- Provided data -
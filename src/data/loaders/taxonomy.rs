// taxonomy.rs - Taxonomy tree from a clade/parent table

use super::tsv_reader;
use crate::data::TaxonomyTree;
use std::path::Path;

/// Marker for "no parent" in the parent column
const NO_PARENT: &str = "-";

/// Load `clade<TAB>parent` rows into a tree rooted at `root`
pub fn read_taxonomy(path: &Path, root: &str) -> Result<TaxonomyTree, String> {
    let mut reader = tsv_reader(path, false)?;
    let mut edges = Vec::new();
    let mut saw_root = false;

    for (line_num, row) in reader.records().enumerate() {
        let row = row.map_err(|e| format!("Failed to read {}: {}", path.display(), e))?;
        let clade = row.get(0).map(str::trim).unwrap_or("");
        if clade.is_empty() {
            continue;
        }
        let parent = row.get(1).map(str::trim).unwrap_or(NO_PARENT);
        if clade == root {
            saw_root = true;
            continue;
        }
        if parent == NO_PARENT || parent.is_empty() {
            return Err(format!(
                "{} line {}: clade '{}' has no parent but is not the root '{}'",
                path.display(),
                line_num + 1,
                clade,
                root
            ));
        }
        edges.push((clade.to_string(), parent.to_string()));
    }

    if !saw_root && !edges.iter().any(|(_, parent)| parent == root) {
        return Err(format!("Root clade '{}' not found in {}", root, path.display()));
    }

    let tree = TaxonomyTree::from_edges(root, edges)
        .map_err(|e| format!("Invalid taxonomy {}: {}", path.display(), e))?;
    println!("✅ Taxonomy loaded: {} clades", tree.len());
    Ok(tree)
}

#[cfg(test)]
mod tests {
    use super::*;
    use crate::data::Taxonomy;
    use std::io::Write;

    #[test]
    fn test_read_taxonomy() {
        let mut file = tempfile::NamedTempFile::new().unwrap();
        writeln!(file, "r__Root\t-").unwrap();
        writeln!(file, "k__Bac\tr__Root").unwrap();
        writeln!(file, "s__X1\tk__Bac").unwrap();
        let tree = read_taxonomy(file.path(), "r__Root").unwrap();
        assert_eq!(tree.len(), 3);
        assert_eq!(tree.get_lineage("s__X1"), vec!["r__Root", "k__Bac", "s__X1"]);
    }

    #[test]
    fn test_orphan_rejected() {
        let mut file = tempfile::NamedTempFile::new().unwrap();
        writeln!(file, "r__Root").unwrap();
        writeln!(file, "k__Bac\t-").unwrap();
        assert!(read_taxonomy(file.path(), "r__Root").is_err());
    }
}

- Exercise requirements -
Pull every line containing the string "edges" out of the data above and copy it.

- Response to this exercise -
    let mut edges = Vec::new();
        edges.push((clade.to_string(), parent.to_string()));
    if !saw_root && !edges.iter().any(|(_, parent)| parent == root) {
    let tree = TaxonomyTree::from_edges(root, edges)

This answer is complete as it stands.